• Task directions: Return exactly the lines below, starting with the one that has "self.config = Some(config);" and going on through the one that has "self.fields.insert(name.clone(), field);".

(Collected data)
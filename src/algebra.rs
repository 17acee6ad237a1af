// Copyright (c) Microsoft Corporation.
// Licensed under the MIT License.

//! Derivation of new schema types from existing ones.
//!
//! Every operator reads the resolved fields of its sources and synthesizes a
//! fresh type; sources are never modified. Derived types keep the config of
//! their source and the custom validators of the fields that survive.

use crate::config::Config;
use crate::constraints::{ConstraintSet, Metadata};
use crate::error::SchemaError;
use crate::hooks::Hooks;
use crate::interface::{Collision, Interface};
use crate::resolve::FieldDefinition;
use crate::schema::{Field, FieldValidator, SchemaType, Type};
use crate::*;

use indexmap::IndexMap;

/// Name and config of a derived schema type.
#[derive(Debug, Clone, Default, PartialEq)]
pub struct DeriveOptions {
    /// Replaces the operator's default name.
    pub name: Option<Rc<str>>,
    /// Options set here win over the source's config.
    pub config: Option<Config>,
}

impl DeriveOptions {
    pub fn new() -> Self {
        Self::default()
    }

    pub fn name(mut self, name: &str) -> Self {
        self.name = Some(name.into());
        self
    }

    pub fn config(mut self, config: Config) -> Self {
        self.config = Some(config);
        self
    }
}

struct Derivation {
    name: Rc<str>,
    fields: IndexMap<Rc<str>, Field>,
    config: Config,
    validators: IndexMap<Rc<str>, Vec<FieldValidator>>,
    parent: Option<SchemaType>,
}

impl Derivation {
    fn new(default_name: String, config: &Config, options: DeriveOptions) -> Self {
        Self {
            name: options.name.unwrap_or_else(|| default_name.into()),
            fields: IndexMap::new(),
            config: match options.config {
                Some(own) => own.merged_over(config),
                None => config.clone(),
            },
            validators: IndexMap::new(),
            parent: None,
        }
    }

    /// Takes `field` for `name`, along with the validators `source` has for it.
    fn take(&mut self, source: &SchemaType, name: &Rc<str>, field: Field) {
        self.fields.insert(name.clone(), field);
        match source.validators().get(name) {
            Some(validators) => {
                self.validators.insert(name.clone(), validators.clone());
            }
            None => {
                self.validators.shift_remove(name);
            }
        }
    }

    fn synthesize(self, extra: Vec<(Rc<str>, FieldDefinition)>) -> Result<SchemaType, SchemaError> {
        let mut fields: Vec<(Rc<str>, FieldDefinition)> = self
            .fields
            .into_iter()
            .map(|(name, field)| (name, FieldDefinition::Field(field)))
            .collect();
        fields.extend(extra);

        let derived = Interface {
            fields,
            name: Some(self.name),
            config: self.config,
            validators: self.validators,
            base: self.parent,
            doc: None,
            allow_empty: true,
            collision: Collision::LastWins,
        }
        .build()?;
        log::debug!("derived schema {derived}");
        Ok(derived)
    }
}

/// Named subset of `schema`'s fields, in the requested order.
pub fn pick<I, N>(schema: &SchemaType, names: I) -> Result<SchemaType, SchemaError>
where
    I: IntoIterator<Item = N>,
    N: AsRef<str>,
{
    pick_with(schema, names, DeriveOptions::default())
}

pub fn pick_with<I, N>(
    schema: &SchemaType,
    names: I,
    options: DeriveOptions,
) -> Result<SchemaType, SchemaError>
where
    I: IntoIterator<Item = N>,
    N: AsRef<str>,
{
    let mut derived = Derivation::new(format!("Pick_{schema}"), schema.config(), options);
    for name in names {
        let name = name.as_ref();
        let Some((key, field)) = schema.fields().get_key_value(name) else {
            return Err(SchemaError::UnknownField {
                field: name.into(),
                schema: schema.name().clone(),
            });
        };
        derived.take(schema, key, field.clone());
    }
    derived.synthesize(vec![])
}

/// All of `schema`'s fields except the named ones. Names `schema` does not
/// have are ignored.
pub fn omit<I, N>(schema: &SchemaType, names: I) -> Result<SchemaType, SchemaError>
where
    I: IntoIterator<Item = N>,
    N: AsRef<str>,
{
    omit_with(schema, names, DeriveOptions::default())
}

pub fn omit_with<I, N>(
    schema: &SchemaType,
    names: I,
    options: DeriveOptions,
) -> Result<SchemaType, SchemaError>
where
    I: IntoIterator<Item = N>,
    N: AsRef<str>,
{
    let omitted: Vec<N> = names.into_iter().collect();
    let is_omitted = |name: &str| omitted.iter().any(|n| n.as_ref() == name);

    let mut derived = Derivation::new(format!("Omit_{schema}"), schema.config(), options);
    for (name, field) in schema.fields() {
        if !is_omitted(name.as_ref()) {
            derived.take(schema, name, field.clone());
        }
    }
    derived.synthesize(vec![])
}

/// Optional version of `field`, defaulting to `null`.
///
/// The content constraints and hooks move to the wrapped field so that they
/// apply whenever a value is present. A field that is optional already only
/// gets the `null` default.
fn optional_field(field: &Field) -> Field {
    let meta = Metadata {
        default: Some(Value::Null),
        ..field.meta.clone()
    };
    if field.ty.is_optional() {
        return Field {
            meta,
            ..field.clone()
        };
    }

    let inner = Field {
        ty: field.ty.clone(),
        constraints: field.constraints.clone(),
        meta: Metadata::default(),
        hooks: field.hooks.clone(),
    };
    Field {
        ty: Type::Optional(Rc::new(inner)),
        constraints: ConstraintSet::default(),
        meta,
        hooks: Hooks::default(),
    }
}

/// Every field made optional with a `null` default.
pub fn partial(schema: &SchemaType) -> Result<SchemaType, SchemaError> {
    partial_with(schema, DeriveOptions::default())
}

pub fn partial_with(schema: &SchemaType, options: DeriveOptions) -> Result<SchemaType, SchemaError> {
    let mut derived = Derivation::new(format!("Partial_{schema}"), schema.config(), options);
    for (name, field) in schema.fields() {
        derived.take(schema, name, optional_field(field));
    }
    derived.synthesize(vec![])
}

/// Same as [`partial`].
pub fn make_optional(schema: &SchemaType) -> Result<SchemaType, SchemaError> {
    partial(schema)
}

pub fn make_optional_with(
    schema: &SchemaType,
    options: DeriveOptions,
) -> Result<SchemaType, SchemaError> {
    partial_with(schema, options)
}

/// Every field made required by dropping its default. Types are unchanged, so
/// an optional field still accepts `null` but must be given.
pub fn required(schema: &SchemaType) -> Result<SchemaType, SchemaError> {
    required_with(schema, DeriveOptions::default())
}

pub fn required_with(schema: &SchemaType, options: DeriveOptions) -> Result<SchemaType, SchemaError> {
    let mut derived = Derivation::new(format!("Required_{schema}"), schema.config(), options);
    for (name, field) in schema.fields() {
        let field = Field {
            meta: field.meta.without_default(),
            ..field.clone()
        };
        derived.take(schema, name, field);
    }
    derived.synthesize(vec![])
}

/// `base`'s fields followed by `fields`; a new field replaces a base field of
/// the same name. The result is derived from `base`.
pub fn extend<I, N, D>(base: &SchemaType, fields: I) -> Result<SchemaType, SchemaError>
where
    I: IntoIterator<Item = (N, D)>,
    N: AsRef<str>,
    D: Into<FieldDefinition>,
{
    extend_with(base, fields, DeriveOptions::default())
}

pub fn extend_with<I, N, D>(
    base: &SchemaType,
    fields: I,
    options: DeriveOptions,
) -> Result<SchemaType, SchemaError>
where
    I: IntoIterator<Item = (N, D)>,
    N: AsRef<str>,
    D: Into<FieldDefinition>,
{
    let mut derived = Derivation::new(format!("Extended_{base}"), base.config(), options);
    derived.parent = Some(base.clone());
    let fields = fields
        .into_iter()
        .map(|(name, definition)| (Rc::from(name.as_ref()), definition.into()))
        .collect();
    derived.synthesize(fields)
}

/// Fields of every schema, in call order. When several schemas have a field of
/// the same name the last one wins.
pub fn merge<'a, I>(schemas: I) -> Result<SchemaType, SchemaError>
where
    I: IntoIterator<Item = &'a SchemaType>,
{
    merge_with(schemas, DeriveOptions::default())
}

pub fn merge_with<'a, I>(schemas: I, options: DeriveOptions) -> Result<SchemaType, SchemaError>
where
    I: IntoIterator<Item = &'a SchemaType>,
{
    let schemas: Vec<&SchemaType> = schemas.into_iter().collect();
    let names: Vec<&str> = schemas.iter().map(|s| s.name().as_ref()).collect();
    let config = schemas
        .iter()
        .fold(Config::default(), |acc, s| s.config().merged_over(&acc));

    let mut derived = Derivation::new(format!("Merge_{}", names.join("_")), &config, options);
    for schema in schemas {
        for (name, field) in schema.fields() {
            derived.take(schema, name, field.clone());
        }
    }
    derived.synthesize(vec![])
}
// Copyright (c) Microsoft Corporation.
// Licensed under the MIT License.

//! Immutable, chainable descriptions of a single field.
//!
//! A builder pairs an intended type with an ordered set of constraints, the
//! field metadata and a set of hooks. Every chain method copies the builder,
//! applies one change to the copy and returns it:
//!
//! ```text
//! let short = string().max(5);
//! let bounded = short.min(2);   // `short` still has no minimum
//! ```
//!
//! Container builders hold their children behind shared references, so copying
//! a builder only copies its own constraint state.

use crate::constraints::{ConstraintSet, Metadata};
use crate::error::SchemaError;
use crate::hooks::Hooks;
use crate::resolve::ResolveContext;
use crate::schema::{Field, Type};
use crate::*;

pub mod container;
pub mod primitive;

/// Accumulated state shared by every builder.
#[derive(Debug, Clone, Default, PartialEq)]
pub struct BuilderState {
    pub constraints: ConstraintSet,
    pub meta: Metadata,
    pub hooks: Hooks,
}

impl BuilderState {
    /// Field of type `ty` carrying this state.
    pub(crate) fn field(&self, ty: Type) -> Field {
        Field {
            ty,
            constraints: self.constraints.clone(),
            meta: self.meta.clone(),
            hooks: self.hooks.clone(),
        }
    }
}

/// Anything that can be turned into a resolved [`Field`].
pub trait Resolve: fmt::Debug + Send + Sync {
    fn resolve(&self, ctx: &ResolveContext<'_>) -> Result<Field, SchemaError>;
}

/// Methods common to every builder.
pub trait TypeBuilder: Resolve + Clone + Sized + 'static {
    #[doc(hidden)]
    fn state(&self) -> &BuilderState;

    #[doc(hidden)]
    fn state_mut(&mut self) -> &mut BuilderState;

    /// Copy of the builder with `f` applied to the copy's state.
    fn with<F: FnOnce(&mut BuilderState)>(&self, f: F) -> Self {
        let mut next = self.clone();
        f(next.state_mut());
        next
    }

    fn constraints(&self) -> &ConstraintSet {
        &self.state().constraints
    }

    fn metadata(&self) -> &Metadata {
        &self.state().meta
    }

    fn hooks(&self) -> &Hooks {
        &self.state().hooks
    }

    /// Makes the field optional with the given default.
    fn default(&self, value: impl Into<Value>) -> Self {
        let value = value.into();
        self.with(|s| s.meta.default = Some(value))
    }

    /// Same as `default(Value::Null)`.
    fn optional(&self) -> Self {
        self.default(Value::Null)
    }

    /// Input key to read the field from.
    fn alias(&self, alias: &str) -> Self {
        self.with(|s| s.meta.alias = Some(alias.into()))
    }

    fn title(&self, title: &str) -> Self {
        self.with(|s| s.meta.title = Some(title.into()))
    }

    fn description(&self, description: &str) -> Self {
        self.with(|s| s.meta.description = Some(description.into()))
    }

    fn examples<I, V>(&self, examples: I) -> Self
    where
        I: IntoIterator<Item = V>,
        V: Into<Value>,
    {
        let examples = examples.into_iter().map(Into::into).collect();
        self.with(|s| s.meta.examples = Some(examples))
    }

    fn deprecated(&self, deprecated: bool) -> Self {
        self.with(|s| s.meta.deprecated = deprecated)
    }
}

/// Implements the state accessors of [`TypeBuilder`] and the conversion into a
/// [`FieldDefinition`](crate::FieldDefinition) for a builder type.
///
/// # Arguments
/// * `$builder` - Builder type with a `state: BuilderState` member
macro_rules! impl_type_builder {
    ($($builder:ty),+ $(,)?) => {
        $(
            impl $crate::builders::TypeBuilder for $builder {
                fn state(&self) -> &$crate::builders::BuilderState {
                    &self.state
                }

                fn state_mut(&mut self) -> &mut $crate::builders::BuilderState {
                    &mut self.state
                }
            }

            impl From<$builder> for $crate::resolve::FieldDefinition {
                fn from(builder: $builder) -> Self {
                    $crate::resolve::FieldDefinition::Builder($crate::Rc::new(builder))
                }
            }

            impl From<&$builder> for $crate::resolve::FieldDefinition {
                fn from(builder: &$builder) -> Self {
                    $crate::resolve::FieldDefinition::Builder($crate::Rc::new(builder.clone()))
                }
            }
        )+
    };
}

pub(crate) use impl_type_builder;
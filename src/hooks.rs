// Copyright (c) Microsoft Corporation.
// Licensed under the MIT License.

#![allow(clippy::pattern_type_mismatch)]

//! Predicates and rewrites that run around the type check of a field.

use crate::schema::error::ValidationError;
use crate::*;

use std::collections::BTreeSet;

/// Rewrite applied to a raw string before it is type checked.
///
/// Transforms always run in declaration order of the variants: strip, lower, upper.
#[derive(Debug, Clone, Copy, PartialEq, Eq, PartialOrd, Ord, Hash)]
pub enum Transform {
    Strip,
    Lower,
    Upper,
}

impl Transform {
    pub fn apply(&self, s: &str) -> std::string::String {
        match self {
            Transform::Strip => s.trim().to_string(),
            Transform::Lower => s.to_lowercase(),
            Transform::Upper => s.to_uppercase(),
        }
    }
}

/// Predicate run on a value after it passed its type check.
#[derive(Debug, Clone, Copy, PartialEq, Eq, PartialOrd, Ord, Hash)]
pub enum Check {
    /// String parses as embedded JSON.
    Json,
    /// Number is neither infinite nor NaN.
    Finite,
    /// Array elements are pairwise distinct.
    Unique,
}

#[derive(Debug, Clone, Default, PartialEq, Eq)]
pub struct Hooks {
    transforms: BTreeSet<Transform>,
    checks: BTreeSet<Check>,
}

impl Hooks {
    pub fn add_transform(&mut self, transform: Transform) {
        self.transforms.insert(transform);
    }

    pub fn add_check(&mut self, check: Check) {
        self.checks.insert(check);
    }

    pub fn transforms(&self) -> impl Iterator<Item = &Transform> {
        self.transforms.iter()
    }

    pub fn checks(&self) -> impl Iterator<Item = &Check> {
        self.checks.iter()
    }

    pub fn has_check(&self, check: Check) -> bool {
        self.checks.contains(&check)
    }

    pub fn is_empty(&self) -> bool {
        self.transforms.is_empty() && self.checks.is_empty()
    }

    /// Rewrites string input. Other values pass through untouched.
    pub fn transform(&self, value: &Value) -> Value {
        match value {
            Value::String(s) if !self.transforms.is_empty() => {
                let mut out = s.to_string();
                for t in &self.transforms {
                    out = t.apply(&out);
                }
                Value::from(out)
            }
            _ => value.clone(),
        }
    }

    /// Runs every post check and returns the violations found.
    pub fn check(&self, value: &Value, path: &str) -> Vec<ValidationError> {
        self.checks
            .iter()
            .filter_map(|c| run_check(*c, value, path))
            .collect()
    }
}

fn run_check(check: Check, value: &Value, path: &str) -> Option<ValidationError> {
    match (check, value) {
        (Check::Json, Value::String(s)) => match serde_json::from_str::<serde_json::Value>(s) {
            Ok(_) => None,
            Err(e) => Some(ValidationError::InvalidJson {
                error: format!("Invalid JSON string: {e}").into(),
                path: path.into(),
            }),
        },
        (Check::Finite, Value::Number(n)) if !n.is_finite() => Some(ValidationError::NotFinite {
            value: n.format_decimal().into(),
            path: path.into(),
        }),
        (Check::Unique, Value::Array(items)) => {
            first_duplicate(items).map(|index| ValidationError::DuplicateItems {
                index,
                path: path.into(),
            })
        }
        _ => None,
    }
}

/// Index of the first element equal to an earlier one.
///
/// Elements are collected into an ordered set unless one of them holds a NaN.
/// Those fall back to pairwise equality in which a NaN-bearing element is
/// never a duplicate.
pub(crate) fn first_duplicate(items: &[Value]) -> Option<usize> {
    if items.iter().any(Value::contains_nan) {
        return items
            .iter()
            .enumerate()
            .find(|(i, v)| !v.contains_nan() && items[..*i].iter().any(|prev| prev == *v))
            .map(|(i, _)| i);
    }

    let mut seen = BTreeSet::new();
    items
        .iter()
        .enumerate()
        .find(|(_, v)| !seen.insert(*v))
        .map(|(i, _)| i)
}
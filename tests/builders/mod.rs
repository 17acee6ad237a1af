// Copyright (c) Microsoft Corporation.
// Licensed under the MIT License.

#![cfg(test)]

use anyhow::Result;
use tyck::*;

use std::thread;

#[test]
fn chain_calls_never_change_the_receiver() -> Result<()> {
    let base = string().min(1);
    let before = base.constraints().clone();

    let _ = base.max(5);
    let _ = base.pattern("^[a-z]+$");
    let _ = base.email();
    let _ = base.default("x");
    let _ = base.alias("other");
    let _ = base.strip();

    assert_eq!(base.constraints(), &before);
    assert!(base.metadata().is_required());
    assert!(base.metadata().alias.is_none());
    assert!(base.hooks().is_empty());

    let n = number();
    let _ = n.range(1, 2).positive().finite().multiple_of(3);
    assert!(n.constraints().is_empty());
    assert!(n.hooks().is_empty());
    Ok(())
}

#[test]
fn last_write_wins() -> Result<()> {
    let once = string().min(5);
    let twice = string().min(2).min(5);
    assert_eq!(once.constraints(), twice.constraints());
    assert_eq!(twice.constraints().min_length(), Some(5));
    Ok(())
}

#[test]
fn min_max_scenario() -> Result<()> {
    let schema = model("BuilderScenario")
        .field("code", string().min(2).max(5))
        .build()?;

    assert!(schema.validate(&Value::object([("code", "ABC")])).is_ok());
    assert!(schema.validate(&Value::object([("code", "A")])).is_err());
    assert!(schema.validate(&Value::object([("code", "ABCDEF")])).is_err());
    Ok(())
}

#[test]
fn unique_scenario() -> Result<()> {
    let schema = model("UniqueScenario")
        .field("tags", array(string()).unique())
        .build()?;

    let tags = |items: &[&str]| {
        Value::object([(
            "tags",
            Value::from(items.iter().map(|s| Value::from(*s)).collect::<Vec<_>>()),
        )])
    };
    assert!(schema.validate(&tags(&["a", "b"])).is_ok());
    assert!(schema.validate(&tags(&["a", "a", "b"])).is_err());
    Ok(())
}

#[test]
fn finite_scenario() -> Result<()> {
    let schema = model("FiniteScenario")
        .field("x", number().finite())
        .build()?;

    assert!(schema.validate(&Value::object([("x", 1.5)])).is_ok());
    let errors = schema
        .validate(&Value::object([("x", f64::INFINITY)]))
        .unwrap_err();
    assert_eq!(errors.paths(), vec!["x"]);
    Ok(())
}

#[test]
fn one_builder_many_schemas() -> Result<()> {
    let email = string().email().max(64);
    let a = model("SharedBuilderA").field("email", &email).build()?;
    let b = model("SharedBuilderB")
        .field("contact", &email)
        .field("backup", email.optional())
        .build()?;

    assert_eq!(a.field("email").map(|f| &f.constraints), Some(email.constraints()));
    assert_eq!(
        b.field("contact").map(|f| &f.constraints),
        Some(email.constraints())
    );
    assert!(b.field("backup").is_some_and(|f| !f.is_required()));
    assert!(email.metadata().is_required());
    Ok(())
}

#[test]
fn builders_are_shared_across_threads() -> Result<()> {
    let shared = integer().gte(0);
    let handles: Vec<_> = (0..4)
        .map(|i| {
            let builder = shared.clone();
            thread::spawn(move || {
                model(&format!("ThreadedSchema{i}"))
                    .field("n", builder.lte(i))
                    .build()
                    .map(|s| s.field_names().len())
            })
        })
        .collect();

    for handle in handles {
        let fields = handle.join().map_err(|_| anyhow::anyhow!("thread panicked"))??;
        assert_eq!(fields, 1);
    }
    assert!(shared.constraints().le().is_none());
    Ok(())
}

#[test]
fn containers_hold_children_by_reference() -> Result<()> {
    let item = string().min(2);
    let list = array(&item).max(3);
    let longer = list.max(10);

    assert_eq!(list.constraints().max_length(), Some(3));
    assert_eq!(longer.constraints().max_length(), Some(10));
    assert!(matches!(list.item(), FieldDefinition::Builder(_)));
    assert_eq!(item.constraints().min_length(), Some(2));
    Ok(())
}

• Task output:
        self.config = Some(config);
        self
    }
}

struct Derivation {
    name: Rc<str>,
    fields: IndexMap<Rc<str>, Field>,
    config: Config,
    validators: IndexMap<Rc<str>, Vec<FieldValidator>>,
    parent: Option<SchemaType>,
}

impl Derivation {
    fn new(default_name: String, config: &Config, options: DeriveOptions) -> Self {
        Self {
            name: options.name.unwrap_or_else(|| default_name.into()),
            fields: IndexMap::new(),
            config: match options.config {
                Some(own) => own.merged_over(config),
                None => config.clone(),
            },
            validators: IndexMap::new(),
            parent: None,
        }
    }

    /// Takes `field` for `name`, along with the validators `source` has for it.
    fn take(&mut self, source: &SchemaType, name: &Rc<str>, field: Field) {
        self.fields.insert(name.clone(), field);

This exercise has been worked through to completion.